> _Exercise directions_
Please repeat the records below exactly, from the first line through the line containing "which levels are", and nothing more.

(Items from a dataset)
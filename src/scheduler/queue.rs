//! The per-runqueue priority bitmap queue (C1).
//!
//! Grounded directly on the host scheduler's `PriorityTaskQueue`: one
//! `VecDeque` per priority level plus a bitmap summarizing which levels are
//! non-empty, so the highest-priority runnable task is found with a single
//! most-significant-bit-style scan instead of walking every level.

use alloc::collections::VecDeque;
use alloc::vec::Vec;

use crate::bitmap::Bitmap64;
use crate::config::NO_PRIORITIES;
use crate::scheduler::task::{TaskHandle, TaskId};

/// A bitmap-indexed array of per-level FIFO queues, owned by exactly one
/// runqueue and mutated only under that runqueue's lock.
#[derive(Debug)]
pub struct PriorityQueue {
	bitmap: Bitmap64,
	levels: Vec<VecDeque<TaskHandle>>,
}

impl Default for PriorityQueue {
	fn default() -> Self {
		Self::new()
	}
}

impl PriorityQueue {
	pub fn new() -> Self {
		Self {
			bitmap: Bitmap64::new(),
			levels: (0..NO_PRIORITIES).map(|_| VecDeque::new()).collect(),
		}
	}

	pub fn is_empty(&self) -> bool {
		self.bitmap.is_empty()
	}

	pub fn len(&self) -> usize {
		self.levels.iter().map(VecDeque::len).sum()
	}

	/// Appends `handle` to the back of `level` (normal enqueue: new arrivals
	/// and RR time-slice expiry both join the tail of their level).
	pub fn push_back(&mut self, level: usize, handle: TaskHandle) {
		self.levels[level].push_back(handle);
		self.bitmap.set(level);
	}

	/// Prepends `handle` to the front of `level`, used when a task is
	/// preempted mid-slice and must be the very next one dispatched at its
	/// level.
	pub fn push_front(&mut self, level: usize, handle: TaskHandle) {
		self.levels[level].push_front(handle);
		self.bitmap.set(level);
	}

	/// Inserts `handle` into `level` ordered by `prio` (lower is more
	/// urgent), before the first entry whose priority is numerically
	/// greater, else at the tail. Used for level 0, which is shared by every
	/// RT task and the stopper and so cannot rely on FIFO order alone to
	/// keep them correctly ranked against each other.
	pub fn push_priority_ordered(&mut self, level: usize, handle: TaskHandle) {
		let queue = &mut self.levels[level];
		let pos = queue.iter().position(|existing| existing.priority() > handle.priority());
		match pos {
			Some(pos) => queue.insert(pos, handle),
			None => queue.push_back(handle),
		}
		self.bitmap.set(level);
	}

	/// The highest-urgency non-empty level, if any.
	pub fn first_level(&self) -> Option<usize> {
		self.bitmap.first()
	}

	/// Pops the task at the head of the highest-urgency non-empty level.
	pub fn pop_highest(&mut self) -> Option<(usize, TaskHandle)> {
		let level = self.bitmap.first()?;
		let handle = self.levels[level].pop_front().expect("bitmap bit implies non-empty level");
		if self.levels[level].is_empty() {
			self.bitmap.clear(level);
		}
		Some((level, handle))
	}

	/// Pops the head of the highest-urgency level, except that if that head
	/// is `skip` it is set aside for the duration of this one pick: the next
	/// task behind it (at the same level, or the next non-empty level) is
	/// returned instead, and `skip` is reinserted at the front of its
	/// original level so the next normal pick finds it first again. If
	/// nothing else is runnable, `skip` is returned anyway (its position is
	/// unchanged, per the "only task at this level" yield boundary case).
	pub fn pop_highest_except(&mut self, skip: Option<TaskId>) -> Option<(usize, TaskHandle)> {
		let Some(skip_id) = skip else {
			return self.pop_highest();
		};
		let level = self.bitmap.first()?;
		if self.levels[level].front().map(TaskHandle::id) != Some(skip_id) {
			return self.pop_highest();
		}

		let skipped = self.levels[level].pop_front().expect("bitmap bit implies non-empty level");
		if self.levels[level].is_empty() {
			self.bitmap.clear(level);
		}

		let result = self.pop_highest();
		self.levels[level].push_front(skipped);
		self.bitmap.set(level);
		result.or_else(|| self.pop_highest())
	}

	/// Removes a specific task from `level` (e.g. on `set_cpus_allowed` or
	/// dequeue-for-migration), preserving the order of the rest.
	pub fn remove(&mut self, level: usize, id: TaskId) -> Option<TaskHandle> {
		let queue = &mut self.levels[level];
		let pos = queue.iter().position(|h| h.id() == id)?;
		let handle = queue.remove(pos);
		if queue.is_empty() {
			self.bitmap.clear(level);
		}
		handle
	}

	/// Peeks the head of `level` without removing it.
	pub fn peek_front(&self, level: usize) -> Option<TaskHandle> {
		self.levels[level].front().copied()
	}

	/// The task immediately following `id` within `level`, if `id` is
	/// present there and isn't its last entry. Task-granularity counterpart
	/// to [`crate::bitmap::Bitmap64::next_after`], which only walks bits.
	pub fn next_after(&self, level: usize, id: TaskId) -> Option<TaskHandle> {
		let queue = &self.levels[level];
		let pos = queue.iter().position(|h| h.id() == id)?;
		queue.get(pos + 1).copied()
	}

	/// Iterates levels from highest to lowest urgency, draining up to `max`
	/// tasks total into the provided callback (used by pull migration,
	/// which takes from the tail so it disturbs the donor's own dispatch
	/// order as little as possible).
	pub fn drain_from_tail<F>(&mut self, max: usize, mut accept: F) -> usize
	where
		F: FnMut(usize, TaskHandle) -> bool,
	{
		let mut taken = 0;
		'levels: for level in 0..NO_PRIORITIES {
			while taken < max {
				let Some(handle) = self.levels[level].back().copied() else {
					continue 'levels;
				};
				if !accept(level, handle) {
					continue 'levels;
				}
				self.levels[level].pop_back();
				if self.levels[level].is_empty() {
					self.bitmap.clear(level);
				}
				taken += 1;
			}
			break;
		}
		taken
	}
}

> _Output for this exercise_
filename src/scheduler/queue.rs
//! The per-runqueue priority bitmap queue (C1).
//!
//! Grounded directly on the host scheduler's `PriorityTaskQueue`: one
//! `VecDeque` per priority level plus a bitmap summarizing which levels are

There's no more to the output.